Stored data entries
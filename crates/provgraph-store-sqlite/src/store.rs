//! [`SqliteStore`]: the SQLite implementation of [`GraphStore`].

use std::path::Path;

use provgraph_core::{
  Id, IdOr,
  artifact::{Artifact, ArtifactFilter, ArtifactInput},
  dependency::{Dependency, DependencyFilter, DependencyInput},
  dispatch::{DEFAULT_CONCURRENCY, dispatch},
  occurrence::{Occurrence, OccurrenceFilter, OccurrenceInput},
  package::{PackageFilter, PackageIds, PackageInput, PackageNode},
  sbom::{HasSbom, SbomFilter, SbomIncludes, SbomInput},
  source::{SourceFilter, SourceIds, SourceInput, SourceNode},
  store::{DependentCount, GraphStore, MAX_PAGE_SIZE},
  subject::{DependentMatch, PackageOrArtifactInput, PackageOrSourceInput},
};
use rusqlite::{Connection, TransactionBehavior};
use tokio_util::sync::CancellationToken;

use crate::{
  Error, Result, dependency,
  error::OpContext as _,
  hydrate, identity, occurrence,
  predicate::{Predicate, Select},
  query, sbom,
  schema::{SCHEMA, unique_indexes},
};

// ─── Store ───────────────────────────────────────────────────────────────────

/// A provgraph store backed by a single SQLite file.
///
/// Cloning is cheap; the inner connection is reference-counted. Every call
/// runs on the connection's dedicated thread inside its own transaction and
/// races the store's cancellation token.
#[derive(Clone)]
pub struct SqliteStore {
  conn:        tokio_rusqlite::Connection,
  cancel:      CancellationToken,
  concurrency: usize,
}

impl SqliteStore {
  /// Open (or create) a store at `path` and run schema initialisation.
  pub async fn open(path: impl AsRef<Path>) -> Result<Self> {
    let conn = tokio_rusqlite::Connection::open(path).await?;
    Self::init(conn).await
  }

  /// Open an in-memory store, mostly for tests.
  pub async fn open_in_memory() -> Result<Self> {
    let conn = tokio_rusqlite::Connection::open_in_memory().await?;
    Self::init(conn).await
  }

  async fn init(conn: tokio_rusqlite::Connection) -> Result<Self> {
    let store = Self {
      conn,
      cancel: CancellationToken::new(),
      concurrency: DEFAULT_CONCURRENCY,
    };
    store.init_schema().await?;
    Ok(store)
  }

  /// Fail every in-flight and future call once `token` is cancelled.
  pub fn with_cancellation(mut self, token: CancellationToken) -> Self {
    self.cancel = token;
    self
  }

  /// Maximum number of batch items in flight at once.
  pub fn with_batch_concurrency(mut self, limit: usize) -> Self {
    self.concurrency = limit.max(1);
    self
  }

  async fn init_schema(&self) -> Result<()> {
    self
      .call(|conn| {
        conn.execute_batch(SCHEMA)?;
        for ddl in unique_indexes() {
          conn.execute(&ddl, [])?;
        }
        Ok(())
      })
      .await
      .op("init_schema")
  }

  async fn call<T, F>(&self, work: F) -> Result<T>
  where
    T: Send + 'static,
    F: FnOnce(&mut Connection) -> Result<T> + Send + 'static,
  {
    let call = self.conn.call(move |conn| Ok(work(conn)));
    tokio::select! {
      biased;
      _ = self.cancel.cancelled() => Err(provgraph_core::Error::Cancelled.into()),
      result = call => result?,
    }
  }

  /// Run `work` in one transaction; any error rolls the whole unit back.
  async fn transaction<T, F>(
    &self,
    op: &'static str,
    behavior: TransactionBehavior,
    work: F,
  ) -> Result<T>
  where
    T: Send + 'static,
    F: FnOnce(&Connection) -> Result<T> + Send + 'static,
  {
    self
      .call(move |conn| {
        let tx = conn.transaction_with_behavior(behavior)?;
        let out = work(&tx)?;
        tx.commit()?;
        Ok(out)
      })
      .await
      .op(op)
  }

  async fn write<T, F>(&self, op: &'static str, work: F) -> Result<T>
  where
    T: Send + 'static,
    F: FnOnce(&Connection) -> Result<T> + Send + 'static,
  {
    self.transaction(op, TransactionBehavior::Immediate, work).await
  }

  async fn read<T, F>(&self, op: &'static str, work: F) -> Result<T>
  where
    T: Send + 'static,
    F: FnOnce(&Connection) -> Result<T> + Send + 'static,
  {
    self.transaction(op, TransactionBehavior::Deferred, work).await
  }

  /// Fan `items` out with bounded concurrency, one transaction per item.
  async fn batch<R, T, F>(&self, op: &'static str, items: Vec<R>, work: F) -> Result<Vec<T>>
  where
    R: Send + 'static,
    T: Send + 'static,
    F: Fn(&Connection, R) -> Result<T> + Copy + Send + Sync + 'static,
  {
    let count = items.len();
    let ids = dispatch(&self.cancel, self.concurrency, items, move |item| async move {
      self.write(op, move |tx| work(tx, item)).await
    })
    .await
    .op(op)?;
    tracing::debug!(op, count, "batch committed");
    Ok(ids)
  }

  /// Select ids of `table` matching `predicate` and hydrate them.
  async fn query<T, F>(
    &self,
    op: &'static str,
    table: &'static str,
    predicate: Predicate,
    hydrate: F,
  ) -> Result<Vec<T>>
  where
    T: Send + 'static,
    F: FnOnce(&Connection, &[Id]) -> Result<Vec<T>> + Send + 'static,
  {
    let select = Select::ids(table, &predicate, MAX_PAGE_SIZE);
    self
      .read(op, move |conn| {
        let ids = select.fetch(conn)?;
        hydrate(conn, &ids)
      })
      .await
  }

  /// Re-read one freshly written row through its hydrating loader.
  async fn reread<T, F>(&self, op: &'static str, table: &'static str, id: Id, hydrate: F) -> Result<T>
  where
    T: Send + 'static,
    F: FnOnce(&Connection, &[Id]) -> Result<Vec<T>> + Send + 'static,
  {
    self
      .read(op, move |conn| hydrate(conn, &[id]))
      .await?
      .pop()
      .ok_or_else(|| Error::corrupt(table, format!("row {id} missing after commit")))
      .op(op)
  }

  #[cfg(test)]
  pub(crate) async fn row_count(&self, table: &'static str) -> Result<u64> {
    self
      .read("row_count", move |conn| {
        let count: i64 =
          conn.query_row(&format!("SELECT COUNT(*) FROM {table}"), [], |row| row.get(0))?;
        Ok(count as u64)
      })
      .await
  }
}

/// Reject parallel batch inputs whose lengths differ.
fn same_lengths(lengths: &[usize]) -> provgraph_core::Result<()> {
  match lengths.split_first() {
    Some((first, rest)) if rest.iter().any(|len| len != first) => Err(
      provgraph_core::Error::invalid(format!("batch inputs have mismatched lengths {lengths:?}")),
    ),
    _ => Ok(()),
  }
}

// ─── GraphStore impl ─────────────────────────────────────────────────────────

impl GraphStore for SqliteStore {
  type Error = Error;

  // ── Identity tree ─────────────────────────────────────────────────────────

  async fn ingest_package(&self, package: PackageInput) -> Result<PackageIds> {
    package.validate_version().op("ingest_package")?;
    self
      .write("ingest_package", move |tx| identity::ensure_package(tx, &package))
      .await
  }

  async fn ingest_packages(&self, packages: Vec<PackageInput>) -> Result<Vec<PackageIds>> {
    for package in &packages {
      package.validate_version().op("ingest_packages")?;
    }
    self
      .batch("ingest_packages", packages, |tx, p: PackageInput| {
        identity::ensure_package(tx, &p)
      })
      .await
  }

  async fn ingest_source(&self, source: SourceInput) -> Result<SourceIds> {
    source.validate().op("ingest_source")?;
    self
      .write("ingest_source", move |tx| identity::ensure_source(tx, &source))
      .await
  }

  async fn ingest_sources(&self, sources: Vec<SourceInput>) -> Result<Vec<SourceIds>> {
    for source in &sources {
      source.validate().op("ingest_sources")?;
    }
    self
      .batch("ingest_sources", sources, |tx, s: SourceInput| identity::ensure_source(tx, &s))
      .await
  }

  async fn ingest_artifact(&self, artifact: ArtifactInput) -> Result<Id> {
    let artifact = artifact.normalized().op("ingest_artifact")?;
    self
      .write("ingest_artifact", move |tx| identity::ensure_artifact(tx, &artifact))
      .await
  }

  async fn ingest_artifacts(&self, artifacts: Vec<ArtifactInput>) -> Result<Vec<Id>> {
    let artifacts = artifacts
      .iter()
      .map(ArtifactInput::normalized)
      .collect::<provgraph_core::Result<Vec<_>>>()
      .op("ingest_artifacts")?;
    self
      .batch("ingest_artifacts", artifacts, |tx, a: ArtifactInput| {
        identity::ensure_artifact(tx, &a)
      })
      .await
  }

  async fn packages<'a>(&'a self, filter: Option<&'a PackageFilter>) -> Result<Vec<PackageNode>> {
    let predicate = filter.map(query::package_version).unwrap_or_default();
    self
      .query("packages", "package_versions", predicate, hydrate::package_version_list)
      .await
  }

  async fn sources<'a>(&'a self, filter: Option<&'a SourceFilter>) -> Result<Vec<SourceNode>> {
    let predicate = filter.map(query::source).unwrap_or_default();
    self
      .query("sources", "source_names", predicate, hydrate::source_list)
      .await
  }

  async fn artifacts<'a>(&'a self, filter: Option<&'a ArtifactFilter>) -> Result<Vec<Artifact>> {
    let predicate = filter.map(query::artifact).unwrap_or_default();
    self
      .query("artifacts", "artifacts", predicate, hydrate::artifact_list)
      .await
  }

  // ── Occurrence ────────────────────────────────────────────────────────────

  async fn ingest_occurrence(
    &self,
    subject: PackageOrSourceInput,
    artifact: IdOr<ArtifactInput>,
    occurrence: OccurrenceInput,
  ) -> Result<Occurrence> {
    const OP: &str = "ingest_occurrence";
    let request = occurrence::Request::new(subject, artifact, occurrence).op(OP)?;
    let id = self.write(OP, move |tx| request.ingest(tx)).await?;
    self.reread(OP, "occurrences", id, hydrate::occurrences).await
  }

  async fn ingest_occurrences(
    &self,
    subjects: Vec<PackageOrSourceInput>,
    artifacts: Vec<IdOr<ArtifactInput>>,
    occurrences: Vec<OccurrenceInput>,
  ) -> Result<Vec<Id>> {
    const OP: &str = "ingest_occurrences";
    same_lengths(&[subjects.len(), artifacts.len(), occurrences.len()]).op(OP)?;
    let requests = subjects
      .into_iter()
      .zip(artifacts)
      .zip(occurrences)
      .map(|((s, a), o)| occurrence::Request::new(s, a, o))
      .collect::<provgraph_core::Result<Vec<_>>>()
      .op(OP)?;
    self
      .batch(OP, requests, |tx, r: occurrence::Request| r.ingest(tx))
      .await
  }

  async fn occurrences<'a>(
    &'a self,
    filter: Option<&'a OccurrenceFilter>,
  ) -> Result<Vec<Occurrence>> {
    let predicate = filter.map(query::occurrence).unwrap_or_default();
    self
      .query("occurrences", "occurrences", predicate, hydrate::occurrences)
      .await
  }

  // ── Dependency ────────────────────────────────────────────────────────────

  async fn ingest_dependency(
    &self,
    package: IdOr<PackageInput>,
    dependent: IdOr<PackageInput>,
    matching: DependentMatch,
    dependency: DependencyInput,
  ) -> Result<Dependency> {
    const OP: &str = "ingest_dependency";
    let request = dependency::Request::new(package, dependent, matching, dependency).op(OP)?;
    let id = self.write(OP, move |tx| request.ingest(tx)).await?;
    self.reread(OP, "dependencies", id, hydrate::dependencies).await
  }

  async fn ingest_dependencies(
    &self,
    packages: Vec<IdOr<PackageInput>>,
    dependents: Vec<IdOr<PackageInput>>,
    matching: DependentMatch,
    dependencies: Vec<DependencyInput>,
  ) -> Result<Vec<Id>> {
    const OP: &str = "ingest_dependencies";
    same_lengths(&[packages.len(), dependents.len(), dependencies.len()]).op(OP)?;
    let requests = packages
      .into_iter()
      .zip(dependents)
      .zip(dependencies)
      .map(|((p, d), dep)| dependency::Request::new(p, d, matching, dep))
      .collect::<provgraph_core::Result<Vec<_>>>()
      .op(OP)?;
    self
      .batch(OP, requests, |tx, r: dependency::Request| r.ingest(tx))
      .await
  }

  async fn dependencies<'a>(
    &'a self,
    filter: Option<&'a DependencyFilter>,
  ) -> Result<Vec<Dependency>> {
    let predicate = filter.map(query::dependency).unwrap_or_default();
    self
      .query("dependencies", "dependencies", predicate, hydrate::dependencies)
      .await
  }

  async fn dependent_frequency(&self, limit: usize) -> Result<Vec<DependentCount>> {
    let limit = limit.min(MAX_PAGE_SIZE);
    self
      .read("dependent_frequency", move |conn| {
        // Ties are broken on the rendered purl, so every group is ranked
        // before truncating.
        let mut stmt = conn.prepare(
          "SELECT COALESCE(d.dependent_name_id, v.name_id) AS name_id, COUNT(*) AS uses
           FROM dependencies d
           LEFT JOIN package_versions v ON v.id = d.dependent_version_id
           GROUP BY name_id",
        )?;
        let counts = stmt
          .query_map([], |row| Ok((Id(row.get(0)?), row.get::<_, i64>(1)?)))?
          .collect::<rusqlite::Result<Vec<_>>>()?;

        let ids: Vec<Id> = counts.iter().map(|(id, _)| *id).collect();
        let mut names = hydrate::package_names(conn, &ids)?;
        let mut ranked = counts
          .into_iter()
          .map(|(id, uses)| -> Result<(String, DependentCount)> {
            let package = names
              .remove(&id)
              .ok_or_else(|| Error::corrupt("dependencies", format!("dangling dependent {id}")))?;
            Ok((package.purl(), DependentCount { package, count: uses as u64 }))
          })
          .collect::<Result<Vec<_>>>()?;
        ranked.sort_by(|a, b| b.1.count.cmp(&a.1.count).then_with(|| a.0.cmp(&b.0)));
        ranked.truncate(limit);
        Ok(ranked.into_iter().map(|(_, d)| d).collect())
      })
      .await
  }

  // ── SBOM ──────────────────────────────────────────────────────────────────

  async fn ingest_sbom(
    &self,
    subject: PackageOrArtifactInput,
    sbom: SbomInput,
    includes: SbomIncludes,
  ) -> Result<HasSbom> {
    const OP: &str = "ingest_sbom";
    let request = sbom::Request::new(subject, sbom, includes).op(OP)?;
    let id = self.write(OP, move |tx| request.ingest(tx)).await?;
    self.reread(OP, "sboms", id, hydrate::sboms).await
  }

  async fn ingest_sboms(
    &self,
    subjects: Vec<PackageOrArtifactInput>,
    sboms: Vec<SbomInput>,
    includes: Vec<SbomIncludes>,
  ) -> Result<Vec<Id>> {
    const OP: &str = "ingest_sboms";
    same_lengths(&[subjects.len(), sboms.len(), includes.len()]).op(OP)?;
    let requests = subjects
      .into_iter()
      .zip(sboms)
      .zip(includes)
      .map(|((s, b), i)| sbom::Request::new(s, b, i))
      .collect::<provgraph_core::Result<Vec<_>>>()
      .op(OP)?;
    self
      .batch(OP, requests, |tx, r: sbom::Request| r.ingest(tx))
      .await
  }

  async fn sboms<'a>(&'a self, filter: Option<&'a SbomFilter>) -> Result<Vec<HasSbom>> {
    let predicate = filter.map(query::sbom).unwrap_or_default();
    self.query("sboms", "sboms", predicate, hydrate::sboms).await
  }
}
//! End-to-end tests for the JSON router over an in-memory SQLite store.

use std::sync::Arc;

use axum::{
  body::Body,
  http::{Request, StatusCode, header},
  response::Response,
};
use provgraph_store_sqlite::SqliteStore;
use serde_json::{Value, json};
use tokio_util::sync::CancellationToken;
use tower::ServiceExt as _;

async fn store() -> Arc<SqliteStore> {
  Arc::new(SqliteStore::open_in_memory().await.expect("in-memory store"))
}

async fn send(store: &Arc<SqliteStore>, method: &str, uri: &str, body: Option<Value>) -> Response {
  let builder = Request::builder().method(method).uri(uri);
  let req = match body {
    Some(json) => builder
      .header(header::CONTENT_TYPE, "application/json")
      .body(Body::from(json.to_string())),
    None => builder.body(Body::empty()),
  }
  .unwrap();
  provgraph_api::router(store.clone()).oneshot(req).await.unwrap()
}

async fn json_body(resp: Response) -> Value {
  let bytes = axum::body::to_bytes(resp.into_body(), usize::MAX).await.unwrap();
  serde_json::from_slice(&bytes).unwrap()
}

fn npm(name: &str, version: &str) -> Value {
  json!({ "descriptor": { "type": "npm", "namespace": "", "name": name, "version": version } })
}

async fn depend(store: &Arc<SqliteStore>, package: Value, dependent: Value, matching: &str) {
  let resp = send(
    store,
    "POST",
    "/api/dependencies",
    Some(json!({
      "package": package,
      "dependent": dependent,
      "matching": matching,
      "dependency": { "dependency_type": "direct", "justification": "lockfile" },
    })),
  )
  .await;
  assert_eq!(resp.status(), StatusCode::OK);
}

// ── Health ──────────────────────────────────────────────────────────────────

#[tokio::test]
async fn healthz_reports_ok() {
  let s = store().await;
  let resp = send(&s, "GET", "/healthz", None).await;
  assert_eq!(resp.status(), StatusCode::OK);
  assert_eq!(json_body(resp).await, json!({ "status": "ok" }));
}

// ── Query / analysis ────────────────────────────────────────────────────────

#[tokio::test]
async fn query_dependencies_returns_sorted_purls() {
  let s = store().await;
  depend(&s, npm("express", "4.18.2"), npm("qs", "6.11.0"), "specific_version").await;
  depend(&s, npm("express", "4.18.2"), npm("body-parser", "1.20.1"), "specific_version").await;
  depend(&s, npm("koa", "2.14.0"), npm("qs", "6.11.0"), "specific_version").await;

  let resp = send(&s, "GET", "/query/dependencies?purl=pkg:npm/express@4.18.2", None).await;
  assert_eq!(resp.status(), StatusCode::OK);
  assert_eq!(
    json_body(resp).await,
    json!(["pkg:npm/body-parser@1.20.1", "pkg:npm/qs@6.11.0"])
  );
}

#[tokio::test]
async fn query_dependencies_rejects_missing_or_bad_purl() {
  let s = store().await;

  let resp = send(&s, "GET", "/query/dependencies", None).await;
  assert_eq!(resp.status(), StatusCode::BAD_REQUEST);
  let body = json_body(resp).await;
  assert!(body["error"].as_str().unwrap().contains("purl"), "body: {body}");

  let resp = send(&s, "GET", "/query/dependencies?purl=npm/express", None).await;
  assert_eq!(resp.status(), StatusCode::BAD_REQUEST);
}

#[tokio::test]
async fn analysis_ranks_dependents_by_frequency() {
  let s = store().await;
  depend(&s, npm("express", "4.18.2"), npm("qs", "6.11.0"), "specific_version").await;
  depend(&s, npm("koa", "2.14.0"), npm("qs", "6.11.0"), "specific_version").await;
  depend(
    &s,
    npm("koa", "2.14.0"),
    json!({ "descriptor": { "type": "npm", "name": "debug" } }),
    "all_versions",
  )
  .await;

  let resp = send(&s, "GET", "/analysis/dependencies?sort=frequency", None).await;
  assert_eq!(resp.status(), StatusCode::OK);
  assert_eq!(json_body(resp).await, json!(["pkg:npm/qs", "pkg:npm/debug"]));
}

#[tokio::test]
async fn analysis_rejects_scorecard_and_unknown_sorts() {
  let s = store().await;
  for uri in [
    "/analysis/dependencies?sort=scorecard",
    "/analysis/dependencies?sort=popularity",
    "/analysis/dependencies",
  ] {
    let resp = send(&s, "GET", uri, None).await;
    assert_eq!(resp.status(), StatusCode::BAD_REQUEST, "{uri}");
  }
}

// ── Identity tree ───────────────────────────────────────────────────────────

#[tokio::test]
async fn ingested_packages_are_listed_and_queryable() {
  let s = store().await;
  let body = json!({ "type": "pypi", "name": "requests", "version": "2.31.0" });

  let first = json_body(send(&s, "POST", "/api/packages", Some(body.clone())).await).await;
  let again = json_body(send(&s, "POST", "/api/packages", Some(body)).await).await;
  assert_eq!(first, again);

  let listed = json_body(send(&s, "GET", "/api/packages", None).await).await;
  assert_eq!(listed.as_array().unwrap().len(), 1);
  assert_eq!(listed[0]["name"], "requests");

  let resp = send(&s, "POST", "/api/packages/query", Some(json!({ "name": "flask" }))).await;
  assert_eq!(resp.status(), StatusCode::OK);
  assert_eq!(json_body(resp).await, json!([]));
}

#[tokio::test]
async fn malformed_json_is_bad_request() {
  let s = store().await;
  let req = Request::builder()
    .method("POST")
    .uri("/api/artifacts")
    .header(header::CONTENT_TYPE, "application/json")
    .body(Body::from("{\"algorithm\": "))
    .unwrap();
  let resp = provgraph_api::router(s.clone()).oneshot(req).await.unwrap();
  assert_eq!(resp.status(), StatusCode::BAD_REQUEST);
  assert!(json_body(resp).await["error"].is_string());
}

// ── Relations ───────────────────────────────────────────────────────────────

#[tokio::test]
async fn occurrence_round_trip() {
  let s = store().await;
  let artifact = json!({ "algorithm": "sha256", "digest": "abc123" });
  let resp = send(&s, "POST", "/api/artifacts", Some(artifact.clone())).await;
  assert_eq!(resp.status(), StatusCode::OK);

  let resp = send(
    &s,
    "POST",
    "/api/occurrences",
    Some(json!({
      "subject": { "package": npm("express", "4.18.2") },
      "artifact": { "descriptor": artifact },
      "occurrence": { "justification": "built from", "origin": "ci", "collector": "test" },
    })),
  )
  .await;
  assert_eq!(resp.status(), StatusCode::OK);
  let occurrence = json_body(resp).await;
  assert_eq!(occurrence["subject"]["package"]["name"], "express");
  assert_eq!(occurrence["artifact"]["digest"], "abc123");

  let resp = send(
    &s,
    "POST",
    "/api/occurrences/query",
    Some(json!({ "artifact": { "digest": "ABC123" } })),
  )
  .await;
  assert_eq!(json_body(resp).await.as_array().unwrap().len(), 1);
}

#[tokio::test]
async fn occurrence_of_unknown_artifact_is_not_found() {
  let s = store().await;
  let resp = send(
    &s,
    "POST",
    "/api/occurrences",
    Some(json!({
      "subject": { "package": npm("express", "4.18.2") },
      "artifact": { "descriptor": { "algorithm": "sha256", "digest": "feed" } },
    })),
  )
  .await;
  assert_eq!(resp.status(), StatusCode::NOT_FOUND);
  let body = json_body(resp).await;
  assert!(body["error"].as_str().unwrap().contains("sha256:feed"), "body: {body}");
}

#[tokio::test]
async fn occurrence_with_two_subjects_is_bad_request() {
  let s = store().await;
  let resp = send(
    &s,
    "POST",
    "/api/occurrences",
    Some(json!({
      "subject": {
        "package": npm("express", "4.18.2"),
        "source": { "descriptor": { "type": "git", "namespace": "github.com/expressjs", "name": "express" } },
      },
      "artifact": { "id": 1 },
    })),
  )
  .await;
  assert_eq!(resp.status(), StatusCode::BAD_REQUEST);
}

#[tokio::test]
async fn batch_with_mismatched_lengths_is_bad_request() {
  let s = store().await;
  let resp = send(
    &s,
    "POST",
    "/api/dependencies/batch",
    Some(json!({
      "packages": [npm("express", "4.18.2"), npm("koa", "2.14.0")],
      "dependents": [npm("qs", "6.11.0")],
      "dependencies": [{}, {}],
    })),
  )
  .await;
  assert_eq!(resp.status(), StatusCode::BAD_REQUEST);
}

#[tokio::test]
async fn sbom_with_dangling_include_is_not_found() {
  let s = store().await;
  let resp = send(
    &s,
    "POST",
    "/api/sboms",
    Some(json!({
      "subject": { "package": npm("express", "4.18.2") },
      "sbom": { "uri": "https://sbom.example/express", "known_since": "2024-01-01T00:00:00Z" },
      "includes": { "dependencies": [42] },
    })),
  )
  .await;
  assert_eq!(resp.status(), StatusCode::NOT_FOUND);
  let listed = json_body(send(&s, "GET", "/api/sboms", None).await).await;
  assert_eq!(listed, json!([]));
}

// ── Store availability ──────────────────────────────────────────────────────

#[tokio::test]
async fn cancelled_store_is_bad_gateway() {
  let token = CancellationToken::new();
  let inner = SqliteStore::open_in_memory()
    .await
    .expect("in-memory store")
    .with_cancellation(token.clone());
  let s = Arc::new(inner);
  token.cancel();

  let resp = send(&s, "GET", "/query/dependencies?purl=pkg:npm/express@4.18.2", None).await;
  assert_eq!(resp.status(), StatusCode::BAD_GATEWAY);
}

Task requirements
Of the entries above, repeat exactly the lines between the line with "async fn batch<R, T, F>(&self, op: &'static" and the line with "let count = items.len();", inclusive, and no others.

Output of the task
  async fn batch<R, T, F>(&self, op: &'static str, items: Vec<R>, work: F) -> Result<Vec<T>>
  where
    R: Send + 'static,
    T: Send + 'static,
    F: Fn(&Connection, R) -> Result<T> + Copy + Send + Sync + 'static,
  {
    let count = items.len();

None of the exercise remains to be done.